Work required
Repeat each line of the material word for word.

-- Opening Marker --

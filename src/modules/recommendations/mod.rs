pub mod application;
pub mod domain;

pub use application::RecommendationsView;
pub use domain::{MatchDetails, Recommendation, RecommendationSet};
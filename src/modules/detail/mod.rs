pub mod application;
pub mod domain;
pub mod infrastructure;

pub use application::DetailView;
pub use domain::{RelatedEntry, RelatedGroup};
pub use infrastructure::{JikanClient, RelationsApi};
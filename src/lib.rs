//! Client core of an anime catalog front end.
//!
//! Talks to the catalog backend (and the public Jikan API for related
//! works) and models each page of the UI as an explicit state machine:
//! every remote slot is `Idle -> Loading -> Success | Error`, stale
//! responses are discarded via fetch tickets, and in-flight work is
//! cancelled when a view is closed.
pub mod modules;
pub mod shared;

use std::sync::Arc;

use modules::analytics::application::{OverviewView, StudiosView};
use modules::browse::application::BrowseView;
use modules::browse::domain::ValidationPolicy;
use modules::catalog::infrastructure::CatalogClient;
use modules::catalog::traits::CatalogApi;
use modules::detail::application::DetailView;
use modules::detail::infrastructure::jikan::{JikanClient, RelationsApi};
use modules::discover::application::DiscoverView;
use modules::home::application::HomeView;
use modules::recommendations::application::RecommendationsView;

pub use shared::config::AppConfig;
pub use shared::errors::{AppError, AppResult};

/// Install the global tracing subscriber. Filter via `RUST_LOG`,
/// defaulting to `info`. Safe to call more than once.
pub fn init_tracing() {
    use tracing_subscriber::EnvFilter;

    let filter = EnvFilter::try_from_default_env().unwrap_or_else(|_| EnvFilter::new("info"));
    tracing_subscriber::fmt().with_env_filter(filter).try_init().ok();
}

/// Application root: owns the HTTP clients and hands out per-page views
/// that share them.
pub struct Aniscope {
    config: AppConfig,
    catalog: Arc<CatalogClient>,
    jikan: Arc<JikanClient>,
    validation_policy: ValidationPolicy,
}

impl Aniscope {
    pub fn new(config: AppConfig) -> AppResult<Self> {
        let catalog = Arc::new(CatalogClient::new(&config)?);
        let jikan = Arc::new(JikanClient::new(&config)?);
        Ok(Self {
            config,
            catalog,
            jikan,
            validation_policy: ValidationPolicy::default(),
        })
    }

    /// Build from `ANISCOPE_*` environment variables, falling back to
    /// local defaults.
    pub fn from_env() -> AppResult<Self> {
        Self::new(AppConfig::from_env())
    }

    pub fn with_validation_policy(mut self, policy: ValidationPolicy) -> Self {
        self.validation_policy = policy;
        self
    }

    pub fn config(&self) -> &AppConfig {
        &self.config
    }

    fn catalog_api(&self) -> Arc<dyn CatalogApi> {
        self.catalog.clone()
    }

    pub fn home(&self) -> HomeView {
        HomeView::new(self.catalog_api())
    }

    pub fn browse(&self) -> BrowseView {
        BrowseView::new(self.catalog_api(), self.validation_policy)
    }

    pub fn discover(&self) -> DiscoverView {
        DiscoverView::new(self.catalog_api())
    }

    pub fn detail(&self) -> DetailView {
        let relations: Arc<dyn RelationsApi> = self.jikan.clone();
        DetailView::new(self.catalog_api(), relations)
    }

    pub fn recommendations(&self) -> RecommendationsView {
        RecommendationsView::new(self.catalog_api())
    }

    pub fn studios(&self) -> StudiosView {
        StudiosView::new(self.catalog_api())
    }

    pub fn analytics_overview(&self) -> OverviewView {
        OverviewView::new(self.catalog_api())
    }
}
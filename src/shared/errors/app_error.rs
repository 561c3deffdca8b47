use serde::Serialize;
use thiserror::Error;

#[derive(Error, Debug, Clone, Serialize)]
#[serde(tag = "type", content = "message")]
pub enum AppError {
    #[error("API error: {0}")]
    ApiError(String),

    #[error("Not found: {0}")]
    NotFound(String),

    #[error("Invalid input: {0}")]
    InvalidInput(String),

    #[error("Validation error: {0}")]
    ValidationError(String),

    #[error("Serialization error: {0}")]
    SerializationError(String),

    #[error("External service error: {0}")]
    ExternalServiceError(String),
}

impl From<reqwest::Error> for AppError {
    fn from(err: reqwest::Error) -> Self {
        if err.is_timeout() {
            AppError::ExternalServiceError("Request timeout".to_string())
        } else if err.is_connect() {
            AppError::ExternalServiceError("Failed to connect to backend".to_string())
        } else if let Some(status) = err.status() {
            match status.as_u16() {
                404 => AppError::NotFound("Resource not found".to_string()),
                _ => AppError::ApiError(format!("HTTP {}: {}", status, err)),
            }
        } else {
            AppError::ApiError(err.to_string())
        }
    }
}

impl From<serde_json::Error> for AppError {
    fn from(err: serde_json::Error) -> Self {
        AppError::SerializationError(err.to_string())
    }
}

impl From<std::num::ParseIntError> for AppError {
    fn from(err: std::num::ParseIntError) -> Self {
        AppError::InvalidInput(format!("Invalid number: {}", err))
    }
}

impl From<std::num::ParseFloatError> for AppError {
    fn from(err: std::num::ParseFloatError) -> Self {
        AppError::InvalidInput(format!("Invalid decimal number: {}", err))
    }
}

/// Result type alias for convenience
pub type AppResult<T> = Result<T, AppError>;
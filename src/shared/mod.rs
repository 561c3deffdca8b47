// Shared kernel: cross-page primitives and the ambient stack.

pub mod application; // Fetch lifecycle, pagination, selection models
pub mod config; // Environment-driven configuration
pub mod errors; // Shared error types
pub mod utils; // Shared utilities

pub use config::AppConfig;
pub use errors::{AppError, AppResult};
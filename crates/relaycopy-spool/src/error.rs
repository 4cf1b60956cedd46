//! Error types for the spool.

use std::path::PathBuf;

use thiserror::Error;

/// Errors that can occur during spool operations.
#[derive(Debug, Error)]
pub enum SpoolError {
    /// Lock already held by another session or tool.
    #[error("spool lock {0} is held elsewhere")]
    Locked(PathBuf),

    /// Filesystem query failed.
    #[error("filesystem error on {path}: {errno}")]
    Fs {
        path: PathBuf,
        errno: nix::errno::Errno,
    },

    /// Invalid data in the spool.
    #[error("invalid data: {0}")]
    InvalidData(String),

    /// Background blocking task failed.
    #[error("blocking task failed: {0}")]
    Join(#[from] tokio::task::JoinError),

    /// Core error.
    #[error("core error: {0}")]
    Core(#[from] relaycopy_core::CoreError),

    /// I/O error.
    #[error("I/O error: {0}")]
    Io(#[from] std::io::Error),
}

/// Result type for spool operations.
pub type Result<T> = std::result::Result<T, SpoolError>;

-- Closing Marker --

Solution for this exercise
filename src/modules/recommendations/mod.rs
pub mod application;
pub mod domain;

pub use application::RecommendationsView;
pub use domain::{MatchDetails, Recommendation, RecommendationSet};
filename src/modules/detail/mod.rs
pub mod application;
pub mod domain;
pub mod infrastructure;

pub use application::DetailView;
pub use domain::{RelatedEntry, RelatedGroup};
pub use infrastructure::{JikanClient, RelationsApi};
filename src/lib.rs
//! Client core of an anime catalog front end.
//!
//! Talks to the catalog backend (and the public Jikan API for related
//! works) and models each page of the UI as an explicit state machine:
//! every remote slot is `Idle -> Loading -> Success | Error`, stale
//! responses are discarded via fetch tickets, and in-flight work is
//! cancelled when a view is closed.
pub mod modules;
pub mod shared;

use std::sync::Arc;

use modules::analytics::application::{OverviewView, StudiosView};
use modules::browse::application::BrowseView;
use modules::browse::domain::ValidationPolicy;
use modules::catalog::infrastructure::CatalogClient;
use modules::catalog::traits::CatalogApi;
use modules::detail::application::DetailView;
use modules::detail::infrastructure::jikan::{JikanClient, RelationsApi};
use modules::discover::application::DiscoverView;
use modules::home::application::HomeView;
use modules::recommendations::application::RecommendationsView;

pub use shared::config::AppConfig;
pub use shared::errors::{AppError, AppResult};

/// Install the global tracing subscriber. Filter via `RUST_LOG`,
/// defaulting to `info`. Safe to call more than once.
pub fn init_tracing() {
    use tracing_subscriber::EnvFilter;

    let filter = EnvFilter::try_from_default_env().unwrap_or_else(|_| EnvFilter::new("info"));
    tracing_subscriber::fmt().with_env_filter(filter).try_init().ok();
}

/// Application root: owns the HTTP clients and hands out per-page views
/// that share them.
pub struct Aniscope {
    config: AppConfig,
    catalog: Arc<CatalogClient>,
    jikan: Arc<JikanClient>,
    validation_policy: ValidationPolicy,
}

impl Aniscope {
    pub fn new(config: AppConfig) -> AppResult<Self> {
        let catalog = Arc::new(CatalogClient::new(&config)?);
        let jikan = Arc::new(JikanClient::new(&config)?);
        Ok(Self {
            config,
            catalog,
            jikan,
            validation_policy: ValidationPolicy::default(),
        })
    }

    /// Build from `ANISCOPE_*` environment variables, falling back to
    /// local defaults.
    pub fn from_env() -> AppResult<Self> {
        Self::new(AppConfig::from_env())
    }

    pub fn with_validation_policy(mut self, policy: ValidationPolicy) -> Self {
        self.validation_policy = policy;
        self
    }

    pub fn config(&self) -> &AppConfig {
        &self.config
    }

    fn catalog_api(&self) -> Arc<dyn CatalogApi> {
        self.catalog.clone()
    }

    pub fn home(&self) -> HomeView {
        HomeView::new(self.catalog_api())
    }

    pub fn browse(&self) -> BrowseView {
        BrowseView::new(self.catalog_api(), self.validation_policy)
    }

    pub fn discover(&self) -> DiscoverView {
        DiscoverView::new(self.catalog_api())
    }

    pub fn detail(&self) -> DetailView {
        let relations: Arc<dyn RelationsApi> = self.jikan.clone();
        DetailView::new(self.catalog_api(), relations)
    }

    pub fn recommendations(&self) -> RecommendationsView {
        RecommendationsView::new(self.catalog_api())
    }

    pub fn studios(&self) -> StudiosView {
        StudiosView::new(self.catalog_api())
    }

    pub fn analytics_overview(&self) -> OverviewView {
        OverviewView::new(self.catalog_api())
    }
}
filename src/shared/errors/app_error.rs
repository 561c3deffdca8b47
use serde::Serialize;
use thiserror::Error;

#[derive(Error, Debug, Clone, Serialize)]
#[serde(tag = "type", content = "message")]
pub enum AppError {
    #[error("API error: {0}")]
    ApiError(String),

    #[error("Not found: {0}")]
    NotFound(String),

    #[error("Invalid input: {0}")]
    InvalidInput(String),

    #[error("Validation error: {0}")]
    ValidationError(String),

    #[error("Serialization error: {0}")]
    SerializationError(String),

    #[error("External service error: {0}")]
    ExternalServiceError(String),
}

impl From<reqwest::Error> for AppError {
    fn from(err: reqwest::Error) -> Self {
        if err.is_timeout() {
            AppError::ExternalServiceError("Request timeout".to_string())
        } else if err.is_connect() {
            AppError::ExternalServiceError("Failed to connect to backend".to_string())
        } else if let Some(status) = err.status() {
            match status.as_u16() {
                404 => AppError::NotFound("Resource not found".to_string()),
                _ => AppError::ApiError(format!("HTTP {}: {}", status, err)),
            }
        } else {
            AppError::ApiError(err.to_string())
        }
    }
}

impl From<serde_json::Error> for AppError {
    fn from(err: serde_json::Error) -> Self {
        AppError::SerializationError(err.to_string())
    }
}

impl From<std::num::ParseIntError> for AppError {
    fn from(err: std::num::ParseIntError) -> Self {
        AppError::InvalidInput(format!("Invalid number: {}", err))
    }
}

impl From<std::num::ParseFloatError> for AppError {
    fn from(err: std::num::ParseFloatError) -> Self {
        AppError::InvalidInput(format!("Invalid decimal number: {}", err))
    }
}

/// Result type alias for convenience
pub type AppResult<T> = Result<T, AppError>;
filename src/shared/mod.rs
repository 561c3deffdca8b47
// Shared kernel: cross-page primitives and the ambient stack.

pub mod application; // Fetch lifecycle, pagination, selection models
pub mod config; // Environment-driven configuration
pub mod errors; // Shared error types
pub mod utils; // Shared utilities

pub use config::AppConfig;
pub use errors::{AppError, AppResult};
filename crates/relaycopy-spool/src/error.rs
repository 4cf1b60956cedd46
//! Error types for the spool.

use std::path::PathBuf;

use thiserror::Error;

/// Errors that can occur during spool operations.
#[derive(Debug, Error)]
pub enum SpoolError {
    /// Lock already held by another session or tool.
    #[error("spool lock {0} is held elsewhere")]
    Locked(PathBuf),

    /// Filesystem query failed.
    #[error("filesystem error on {path}: {errno}")]
    Fs {
        path: PathBuf,
        errno: nix::errno::Errno,
    },

    /// Invalid data in the spool.
    #[error("invalid data: {0}")]
    InvalidData(String),

    /// Background blocking task failed.
    #[error("blocking task failed: {0}")]
    Join(#[from] tokio::task::JoinError),

    /// Core error.
    #[error("core error: {0}")]
    Core(#[from] relaycopy_core::CoreError),

    /// I/O error.
    #[error("I/O error: {0}")]
    Io(#[from] std::io::Error),
}

/// Result type for spool operations.
pub type Result<T> = std::result::Result<T, SpoolError>;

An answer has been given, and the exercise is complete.